» **TASK TO CARRY OUT**
Output every record below exactly as it appears.

* * *

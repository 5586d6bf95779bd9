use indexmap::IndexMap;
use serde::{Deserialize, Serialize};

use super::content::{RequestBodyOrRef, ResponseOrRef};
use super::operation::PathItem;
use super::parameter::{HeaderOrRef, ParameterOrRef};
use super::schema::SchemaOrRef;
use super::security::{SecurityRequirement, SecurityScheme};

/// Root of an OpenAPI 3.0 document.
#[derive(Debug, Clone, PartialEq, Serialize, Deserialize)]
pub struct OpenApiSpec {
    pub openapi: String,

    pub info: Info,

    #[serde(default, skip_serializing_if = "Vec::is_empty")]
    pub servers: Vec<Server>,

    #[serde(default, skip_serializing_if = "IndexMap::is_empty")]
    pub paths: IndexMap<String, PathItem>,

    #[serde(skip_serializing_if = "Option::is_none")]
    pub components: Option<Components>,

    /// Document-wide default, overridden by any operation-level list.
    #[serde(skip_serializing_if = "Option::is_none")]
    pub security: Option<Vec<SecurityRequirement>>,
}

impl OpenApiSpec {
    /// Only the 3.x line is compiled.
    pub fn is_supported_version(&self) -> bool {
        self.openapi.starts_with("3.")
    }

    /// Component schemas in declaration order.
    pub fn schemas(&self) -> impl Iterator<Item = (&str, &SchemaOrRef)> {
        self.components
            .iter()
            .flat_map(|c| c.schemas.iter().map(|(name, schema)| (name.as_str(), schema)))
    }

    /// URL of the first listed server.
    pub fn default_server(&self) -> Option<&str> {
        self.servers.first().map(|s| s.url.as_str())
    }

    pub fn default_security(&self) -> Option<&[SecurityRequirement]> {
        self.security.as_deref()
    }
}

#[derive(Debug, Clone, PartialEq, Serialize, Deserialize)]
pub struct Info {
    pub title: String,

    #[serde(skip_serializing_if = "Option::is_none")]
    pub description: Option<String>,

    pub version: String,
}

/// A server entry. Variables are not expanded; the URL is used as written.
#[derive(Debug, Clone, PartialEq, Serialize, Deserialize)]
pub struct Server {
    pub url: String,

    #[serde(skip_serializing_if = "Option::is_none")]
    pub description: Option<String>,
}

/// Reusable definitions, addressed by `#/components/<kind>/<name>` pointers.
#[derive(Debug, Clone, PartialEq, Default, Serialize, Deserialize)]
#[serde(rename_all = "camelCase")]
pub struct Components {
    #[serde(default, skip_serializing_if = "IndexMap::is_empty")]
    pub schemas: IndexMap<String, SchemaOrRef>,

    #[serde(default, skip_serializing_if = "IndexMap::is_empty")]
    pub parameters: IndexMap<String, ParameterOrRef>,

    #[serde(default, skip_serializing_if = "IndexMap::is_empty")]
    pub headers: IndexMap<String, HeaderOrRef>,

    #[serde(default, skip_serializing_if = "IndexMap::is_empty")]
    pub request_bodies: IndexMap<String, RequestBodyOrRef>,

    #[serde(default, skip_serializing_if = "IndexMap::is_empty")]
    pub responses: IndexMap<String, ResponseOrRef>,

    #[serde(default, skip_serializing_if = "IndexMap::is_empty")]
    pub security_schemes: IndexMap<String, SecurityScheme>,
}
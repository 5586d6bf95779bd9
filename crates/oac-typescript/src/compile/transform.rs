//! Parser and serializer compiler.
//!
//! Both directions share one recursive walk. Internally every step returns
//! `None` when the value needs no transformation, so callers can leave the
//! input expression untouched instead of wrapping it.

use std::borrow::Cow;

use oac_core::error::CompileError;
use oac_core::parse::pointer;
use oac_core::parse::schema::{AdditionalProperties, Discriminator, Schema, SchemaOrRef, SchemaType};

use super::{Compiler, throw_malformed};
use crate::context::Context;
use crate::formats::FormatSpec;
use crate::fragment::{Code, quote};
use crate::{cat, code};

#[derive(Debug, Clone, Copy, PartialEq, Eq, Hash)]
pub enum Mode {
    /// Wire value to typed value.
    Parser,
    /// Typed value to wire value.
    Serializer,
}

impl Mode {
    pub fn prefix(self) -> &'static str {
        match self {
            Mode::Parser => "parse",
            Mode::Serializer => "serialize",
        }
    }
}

* * *

» **ANSWER FOR THIS EXERCISE**
repository 5586d6bf95779bd9
use indexmap::IndexMap;
use serde::{Deserialize, Serialize};

use super::content::{RequestBodyOrRef, ResponseOrRef};
use super::operation::PathItem;
use super::parameter::{HeaderOrRef, ParameterOrRef};
use super::schema::SchemaOrRef;
use super::security::{SecurityRequirement, SecurityScheme};

/// Root of an OpenAPI 3.0 document.
#[derive(Debug, Clone, PartialEq, Serialize, Deserialize)]
pub struct OpenApiSpec {
    pub openapi: String,

    pub info: Info,

    #[serde(default, skip_serializing_if = "Vec::is_empty")]
    pub servers: Vec<Server>,

    #[serde(default, skip_serializing_if = "IndexMap::is_empty")]
    pub paths: IndexMap<String, PathItem>,

    #[serde(skip_serializing_if = "Option::is_none")]
    pub components: Option<Components>,

    /// Document-wide default, overridden by any operation-level list.
    #[serde(skip_serializing_if = "Option::is_none")]
    pub security: Option<Vec<SecurityRequirement>>,
}

impl OpenApiSpec {
    /// Only the 3.x line is compiled.
    pub fn is_supported_version(&self) -> bool {
        self.openapi.starts_with("3.")
    }

    /// Component schemas in declaration order.
    pub fn schemas(&self) -> impl Iterator<Item = (&str, &SchemaOrRef)> {
        self.components
            .iter()
            .flat_map(|c| c.schemas.iter().map(|(name, schema)| (name.as_str(), schema)))
    }

    /// URL of the first listed server.
    pub fn default_server(&self) -> Option<&str> {
        self.servers.first().map(|s| s.url.as_str())
    }

    pub fn default_security(&self) -> Option<&[SecurityRequirement]> {
        self.security.as_deref()
    }
}

#[derive(Debug, Clone, PartialEq, Serialize, Deserialize)]
pub struct Info {
    pub title: String,

    #[serde(skip_serializing_if = "Option::is_none")]
    pub description: Option<String>,

    pub version: String,
}

/// A server entry. Variables are not expanded; the URL is used as written.
#[derive(Debug, Clone, PartialEq, Serialize, Deserialize)]
pub struct Server {
    pub url: String,

    #[serde(skip_serializing_if = "Option::is_none")]
    pub description: Option<String>,
}

/// Reusable definitions, addressed by `#/components/<kind>/<name>` pointers.
#[derive(Debug, Clone, PartialEq, Default, Serialize, Deserialize)]
#[serde(rename_all = "camelCase")]
pub struct Components {
    #[serde(default, skip_serializing_if = "IndexMap::is_empty")]
    pub schemas: IndexMap<String, SchemaOrRef>,

    #[serde(default, skip_serializing_if = "IndexMap::is_empty")]
    pub parameters: IndexMap<String, ParameterOrRef>,

    #[serde(default, skip_serializing_if = "IndexMap::is_empty")]
    pub headers: IndexMap<String, HeaderOrRef>,

    #[serde(default, skip_serializing_if = "IndexMap::is_empty")]
    pub request_bodies: IndexMap<String, RequestBodyOrRef>,

    #[serde(default, skip_serializing_if = "IndexMap::is_empty")]
    pub responses: IndexMap<String, ResponseOrRef>,

    #[serde(default, skip_serializing_if = "IndexMap::is_empty")]
    pub security_schemes: IndexMap<String, SecurityScheme>,
}
repository 5586d6bf95779bd9
filename crates/oac-typescript/src/compile/transform.rs
//! Parser and serializer compiler.
//!
//! Both directions share one recursive walk. Internally every step returns
//! `None` when the value needs no transformation, so callers can leave the
//! input expression untouched instead of wrapping it.

use std::borrow::Cow;

use oac_core::error::CompileError;
use oac_core::parse::pointer;
use oac_core::parse::schema::{AdditionalProperties, Discriminator, Schema, SchemaOrRef, SchemaType};

use super::{Compiler, throw_malformed};
use crate::context::Context;
use crate::formats::FormatSpec;
use crate::fragment::{Code, quote};
use crate::{cat, code};

#[derive(Debug, Clone, Copy, PartialEq, Eq, Hash)]
pub enum Mode {
    /// Wire value to typed value.
    Parser,
    /// Typed value to wire value.
    Serializer,
}

impl Mode {
    pub fn prefix(self) -> &'static str {
        match self {
            Mode::Parser => "parse",
            Mode::Serializer => "serialize",
        }
    }
}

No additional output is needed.